[[ Entries supplied, beginning ]]

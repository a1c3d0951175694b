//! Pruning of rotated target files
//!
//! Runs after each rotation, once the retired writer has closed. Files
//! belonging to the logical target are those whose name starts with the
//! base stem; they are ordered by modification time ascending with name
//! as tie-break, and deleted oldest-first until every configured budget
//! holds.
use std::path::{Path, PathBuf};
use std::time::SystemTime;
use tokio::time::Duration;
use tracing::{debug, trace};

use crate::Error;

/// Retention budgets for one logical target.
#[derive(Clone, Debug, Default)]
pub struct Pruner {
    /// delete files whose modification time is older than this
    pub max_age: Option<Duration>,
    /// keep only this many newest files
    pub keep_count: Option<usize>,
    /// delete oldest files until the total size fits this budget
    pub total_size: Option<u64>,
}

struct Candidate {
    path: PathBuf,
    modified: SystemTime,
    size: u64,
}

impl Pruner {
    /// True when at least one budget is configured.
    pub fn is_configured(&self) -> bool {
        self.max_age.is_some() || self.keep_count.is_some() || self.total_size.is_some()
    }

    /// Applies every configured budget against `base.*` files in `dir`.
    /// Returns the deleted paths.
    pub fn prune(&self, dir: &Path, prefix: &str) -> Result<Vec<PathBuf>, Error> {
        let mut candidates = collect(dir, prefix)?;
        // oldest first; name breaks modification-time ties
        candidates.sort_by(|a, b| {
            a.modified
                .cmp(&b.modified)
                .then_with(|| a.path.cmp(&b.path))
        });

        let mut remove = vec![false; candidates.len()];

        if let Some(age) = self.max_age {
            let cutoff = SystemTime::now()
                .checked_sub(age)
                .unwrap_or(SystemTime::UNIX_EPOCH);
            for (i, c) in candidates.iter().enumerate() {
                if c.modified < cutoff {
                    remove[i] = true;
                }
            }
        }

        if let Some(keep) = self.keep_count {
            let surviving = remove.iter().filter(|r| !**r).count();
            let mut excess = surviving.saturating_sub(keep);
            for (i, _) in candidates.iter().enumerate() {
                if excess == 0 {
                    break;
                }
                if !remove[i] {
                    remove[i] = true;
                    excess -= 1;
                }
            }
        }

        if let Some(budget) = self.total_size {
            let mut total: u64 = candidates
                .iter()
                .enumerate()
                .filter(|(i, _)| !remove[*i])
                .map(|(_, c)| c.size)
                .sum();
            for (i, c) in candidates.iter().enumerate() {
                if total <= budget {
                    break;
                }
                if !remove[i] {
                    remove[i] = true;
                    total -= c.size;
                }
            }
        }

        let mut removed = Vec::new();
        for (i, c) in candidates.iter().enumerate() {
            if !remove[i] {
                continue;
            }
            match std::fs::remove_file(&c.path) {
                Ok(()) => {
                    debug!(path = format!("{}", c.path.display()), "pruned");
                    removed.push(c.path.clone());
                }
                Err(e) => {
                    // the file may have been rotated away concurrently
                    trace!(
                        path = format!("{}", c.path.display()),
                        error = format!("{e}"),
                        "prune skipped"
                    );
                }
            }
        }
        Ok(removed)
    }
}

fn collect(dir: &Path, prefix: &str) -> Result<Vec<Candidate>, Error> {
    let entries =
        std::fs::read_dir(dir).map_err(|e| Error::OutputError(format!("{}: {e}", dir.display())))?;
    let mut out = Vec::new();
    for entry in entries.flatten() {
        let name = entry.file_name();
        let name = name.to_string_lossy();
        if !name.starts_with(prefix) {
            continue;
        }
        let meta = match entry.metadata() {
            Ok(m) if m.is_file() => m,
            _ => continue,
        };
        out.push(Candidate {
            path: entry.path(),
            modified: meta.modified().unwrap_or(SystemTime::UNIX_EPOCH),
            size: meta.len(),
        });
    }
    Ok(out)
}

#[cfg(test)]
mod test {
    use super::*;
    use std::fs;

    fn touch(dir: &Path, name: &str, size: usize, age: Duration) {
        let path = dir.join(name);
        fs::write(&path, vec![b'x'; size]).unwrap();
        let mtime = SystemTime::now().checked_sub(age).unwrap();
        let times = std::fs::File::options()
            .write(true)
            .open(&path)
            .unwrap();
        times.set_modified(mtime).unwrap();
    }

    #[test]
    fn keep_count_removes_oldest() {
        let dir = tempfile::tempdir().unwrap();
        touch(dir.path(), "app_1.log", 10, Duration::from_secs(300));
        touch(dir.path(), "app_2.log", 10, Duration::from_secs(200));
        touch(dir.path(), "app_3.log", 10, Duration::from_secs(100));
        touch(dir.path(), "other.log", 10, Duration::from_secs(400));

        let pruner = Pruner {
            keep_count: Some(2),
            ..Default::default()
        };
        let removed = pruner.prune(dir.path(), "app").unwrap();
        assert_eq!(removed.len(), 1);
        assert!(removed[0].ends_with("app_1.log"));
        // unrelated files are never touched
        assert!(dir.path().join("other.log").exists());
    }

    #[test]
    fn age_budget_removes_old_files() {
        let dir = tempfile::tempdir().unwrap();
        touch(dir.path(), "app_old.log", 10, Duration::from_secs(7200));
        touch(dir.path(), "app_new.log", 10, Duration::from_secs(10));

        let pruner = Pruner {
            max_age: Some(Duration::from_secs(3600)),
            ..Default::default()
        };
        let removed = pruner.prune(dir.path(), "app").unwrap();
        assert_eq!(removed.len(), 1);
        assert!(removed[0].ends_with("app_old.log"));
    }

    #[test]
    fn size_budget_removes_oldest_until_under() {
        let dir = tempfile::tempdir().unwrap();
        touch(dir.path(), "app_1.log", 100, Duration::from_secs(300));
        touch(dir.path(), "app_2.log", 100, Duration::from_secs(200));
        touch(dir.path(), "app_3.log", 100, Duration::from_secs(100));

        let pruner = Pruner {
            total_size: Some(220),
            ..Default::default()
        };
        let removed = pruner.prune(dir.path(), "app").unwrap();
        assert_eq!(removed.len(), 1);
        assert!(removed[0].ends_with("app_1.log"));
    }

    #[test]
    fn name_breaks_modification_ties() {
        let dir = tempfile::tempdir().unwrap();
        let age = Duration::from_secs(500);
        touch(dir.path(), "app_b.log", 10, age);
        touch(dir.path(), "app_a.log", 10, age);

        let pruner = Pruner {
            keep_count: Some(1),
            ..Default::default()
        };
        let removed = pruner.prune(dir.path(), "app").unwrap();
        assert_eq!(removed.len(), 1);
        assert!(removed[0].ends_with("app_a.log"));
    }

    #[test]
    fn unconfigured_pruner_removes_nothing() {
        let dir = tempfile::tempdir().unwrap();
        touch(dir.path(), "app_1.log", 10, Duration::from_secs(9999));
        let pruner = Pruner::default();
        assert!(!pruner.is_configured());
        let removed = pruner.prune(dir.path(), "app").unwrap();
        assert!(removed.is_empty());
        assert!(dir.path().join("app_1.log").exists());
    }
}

[[ Entries supplied, end ]]
[[ Entries supplied, beginning ]]

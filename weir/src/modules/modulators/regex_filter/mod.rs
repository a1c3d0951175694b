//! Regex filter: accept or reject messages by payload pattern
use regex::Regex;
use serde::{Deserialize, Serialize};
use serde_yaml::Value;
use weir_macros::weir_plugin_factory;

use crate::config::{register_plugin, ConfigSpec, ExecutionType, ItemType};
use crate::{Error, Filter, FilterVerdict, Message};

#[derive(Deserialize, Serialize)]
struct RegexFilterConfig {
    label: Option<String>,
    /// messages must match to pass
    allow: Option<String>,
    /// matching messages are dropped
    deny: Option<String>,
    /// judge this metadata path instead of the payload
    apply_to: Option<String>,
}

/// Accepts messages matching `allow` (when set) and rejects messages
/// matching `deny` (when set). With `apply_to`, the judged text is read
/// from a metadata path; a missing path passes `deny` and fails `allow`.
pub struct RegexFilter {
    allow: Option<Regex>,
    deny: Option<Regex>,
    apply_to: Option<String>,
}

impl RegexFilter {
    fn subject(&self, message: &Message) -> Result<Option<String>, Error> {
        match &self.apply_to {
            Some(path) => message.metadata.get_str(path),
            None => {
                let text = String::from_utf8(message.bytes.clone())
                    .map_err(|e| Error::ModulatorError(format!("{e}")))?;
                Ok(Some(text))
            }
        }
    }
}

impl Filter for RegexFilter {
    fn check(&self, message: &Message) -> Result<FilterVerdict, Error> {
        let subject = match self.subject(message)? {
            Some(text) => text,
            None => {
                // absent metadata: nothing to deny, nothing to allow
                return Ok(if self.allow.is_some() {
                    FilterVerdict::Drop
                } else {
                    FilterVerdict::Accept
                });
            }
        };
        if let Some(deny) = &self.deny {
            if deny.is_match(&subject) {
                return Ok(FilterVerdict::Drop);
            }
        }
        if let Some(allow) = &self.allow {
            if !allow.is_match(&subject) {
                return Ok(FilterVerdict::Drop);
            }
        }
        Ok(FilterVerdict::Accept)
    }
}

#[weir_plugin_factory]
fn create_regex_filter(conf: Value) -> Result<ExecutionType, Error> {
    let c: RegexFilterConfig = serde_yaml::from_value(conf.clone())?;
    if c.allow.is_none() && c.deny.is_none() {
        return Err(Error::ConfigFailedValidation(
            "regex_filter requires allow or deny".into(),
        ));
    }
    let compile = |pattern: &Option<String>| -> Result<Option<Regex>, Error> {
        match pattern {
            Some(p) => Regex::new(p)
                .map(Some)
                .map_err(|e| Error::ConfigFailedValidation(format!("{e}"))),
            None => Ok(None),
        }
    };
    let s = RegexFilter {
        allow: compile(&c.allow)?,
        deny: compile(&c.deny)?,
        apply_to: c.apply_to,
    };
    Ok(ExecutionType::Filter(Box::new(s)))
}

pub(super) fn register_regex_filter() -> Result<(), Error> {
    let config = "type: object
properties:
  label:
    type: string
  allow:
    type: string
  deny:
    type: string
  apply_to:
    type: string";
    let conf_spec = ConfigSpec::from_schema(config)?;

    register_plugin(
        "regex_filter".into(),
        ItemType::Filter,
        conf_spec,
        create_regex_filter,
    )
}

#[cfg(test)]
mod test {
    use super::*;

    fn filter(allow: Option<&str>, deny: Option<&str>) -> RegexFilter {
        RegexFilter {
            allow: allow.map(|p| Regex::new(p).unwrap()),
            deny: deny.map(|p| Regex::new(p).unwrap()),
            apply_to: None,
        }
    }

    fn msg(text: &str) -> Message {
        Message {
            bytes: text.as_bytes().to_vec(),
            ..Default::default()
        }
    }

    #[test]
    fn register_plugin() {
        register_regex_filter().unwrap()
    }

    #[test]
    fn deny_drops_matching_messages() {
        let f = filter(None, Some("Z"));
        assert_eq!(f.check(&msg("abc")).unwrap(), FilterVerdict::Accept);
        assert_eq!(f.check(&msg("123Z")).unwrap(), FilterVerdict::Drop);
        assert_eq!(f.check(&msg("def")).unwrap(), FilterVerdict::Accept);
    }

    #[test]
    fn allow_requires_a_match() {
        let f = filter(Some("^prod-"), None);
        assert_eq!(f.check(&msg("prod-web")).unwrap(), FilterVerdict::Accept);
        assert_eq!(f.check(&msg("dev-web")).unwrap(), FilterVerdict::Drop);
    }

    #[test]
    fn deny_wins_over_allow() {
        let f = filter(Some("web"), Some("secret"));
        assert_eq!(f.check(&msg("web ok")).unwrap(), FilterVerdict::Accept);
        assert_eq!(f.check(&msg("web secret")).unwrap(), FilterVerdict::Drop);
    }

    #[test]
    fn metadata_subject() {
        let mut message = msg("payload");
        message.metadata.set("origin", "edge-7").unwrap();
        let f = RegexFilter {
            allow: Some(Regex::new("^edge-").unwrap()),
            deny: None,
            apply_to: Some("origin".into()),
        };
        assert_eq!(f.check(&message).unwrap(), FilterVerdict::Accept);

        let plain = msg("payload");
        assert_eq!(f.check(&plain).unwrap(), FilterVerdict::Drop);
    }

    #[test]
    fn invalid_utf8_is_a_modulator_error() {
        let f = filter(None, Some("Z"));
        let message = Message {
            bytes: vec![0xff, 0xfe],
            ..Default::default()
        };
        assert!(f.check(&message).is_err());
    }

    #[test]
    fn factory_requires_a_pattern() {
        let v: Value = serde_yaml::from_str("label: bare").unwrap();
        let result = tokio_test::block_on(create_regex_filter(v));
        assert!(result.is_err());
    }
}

[[ Entries supplied, end ]]
[[ Entries supplied, beginning ]]

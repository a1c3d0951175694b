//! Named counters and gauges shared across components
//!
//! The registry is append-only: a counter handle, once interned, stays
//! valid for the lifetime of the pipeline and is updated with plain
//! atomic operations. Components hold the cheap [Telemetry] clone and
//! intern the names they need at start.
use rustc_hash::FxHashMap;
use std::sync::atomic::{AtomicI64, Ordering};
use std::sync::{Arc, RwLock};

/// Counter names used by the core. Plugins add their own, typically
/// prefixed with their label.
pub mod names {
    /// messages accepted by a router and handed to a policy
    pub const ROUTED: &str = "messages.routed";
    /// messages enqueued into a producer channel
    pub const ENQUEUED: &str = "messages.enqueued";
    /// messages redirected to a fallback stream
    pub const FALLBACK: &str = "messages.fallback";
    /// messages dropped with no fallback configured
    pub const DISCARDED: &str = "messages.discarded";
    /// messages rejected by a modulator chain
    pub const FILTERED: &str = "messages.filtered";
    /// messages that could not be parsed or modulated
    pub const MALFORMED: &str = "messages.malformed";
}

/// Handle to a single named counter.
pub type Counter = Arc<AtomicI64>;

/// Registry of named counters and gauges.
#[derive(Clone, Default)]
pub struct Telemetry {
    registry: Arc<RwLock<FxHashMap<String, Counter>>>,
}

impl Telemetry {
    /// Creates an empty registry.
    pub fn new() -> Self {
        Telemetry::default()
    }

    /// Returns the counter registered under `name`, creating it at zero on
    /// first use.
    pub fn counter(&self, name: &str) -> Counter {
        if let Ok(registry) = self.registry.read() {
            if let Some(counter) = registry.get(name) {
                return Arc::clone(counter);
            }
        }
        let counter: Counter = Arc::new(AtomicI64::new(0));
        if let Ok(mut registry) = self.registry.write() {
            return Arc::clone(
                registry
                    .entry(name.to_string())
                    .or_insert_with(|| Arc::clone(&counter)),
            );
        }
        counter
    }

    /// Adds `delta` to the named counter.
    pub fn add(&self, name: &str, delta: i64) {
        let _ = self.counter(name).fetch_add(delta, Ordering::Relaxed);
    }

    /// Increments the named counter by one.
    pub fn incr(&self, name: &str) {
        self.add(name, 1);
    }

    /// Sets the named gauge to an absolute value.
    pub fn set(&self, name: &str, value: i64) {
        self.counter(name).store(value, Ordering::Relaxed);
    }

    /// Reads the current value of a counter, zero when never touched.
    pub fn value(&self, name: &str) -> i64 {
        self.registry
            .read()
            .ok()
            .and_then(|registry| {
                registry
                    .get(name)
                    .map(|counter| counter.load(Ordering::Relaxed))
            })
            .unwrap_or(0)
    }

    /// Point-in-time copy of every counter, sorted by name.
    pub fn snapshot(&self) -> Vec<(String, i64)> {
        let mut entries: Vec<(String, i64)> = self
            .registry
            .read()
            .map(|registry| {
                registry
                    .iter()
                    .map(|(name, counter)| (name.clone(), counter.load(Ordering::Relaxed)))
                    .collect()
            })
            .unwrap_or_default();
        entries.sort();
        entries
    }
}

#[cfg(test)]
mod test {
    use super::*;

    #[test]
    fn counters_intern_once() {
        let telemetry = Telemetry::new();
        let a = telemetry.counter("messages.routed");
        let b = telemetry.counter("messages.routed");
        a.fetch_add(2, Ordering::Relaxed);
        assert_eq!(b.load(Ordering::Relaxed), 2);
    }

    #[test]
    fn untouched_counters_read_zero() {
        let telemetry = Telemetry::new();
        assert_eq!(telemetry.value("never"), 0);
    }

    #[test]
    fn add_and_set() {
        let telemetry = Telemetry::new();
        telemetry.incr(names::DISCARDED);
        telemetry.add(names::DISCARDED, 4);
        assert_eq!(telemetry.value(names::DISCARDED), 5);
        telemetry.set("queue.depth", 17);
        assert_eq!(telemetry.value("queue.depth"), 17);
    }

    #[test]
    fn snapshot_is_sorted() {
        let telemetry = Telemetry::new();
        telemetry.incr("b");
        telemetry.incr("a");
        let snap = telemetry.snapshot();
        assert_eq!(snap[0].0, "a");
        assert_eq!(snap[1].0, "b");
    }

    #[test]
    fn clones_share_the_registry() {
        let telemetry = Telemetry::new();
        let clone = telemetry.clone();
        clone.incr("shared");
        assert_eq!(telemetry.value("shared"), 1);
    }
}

[[ Entries supplied, end ]]

■ **Exercise details**
Across the records above, tally the lines that contain "entry" and give the result as a number alone.

■ **Task answer**
5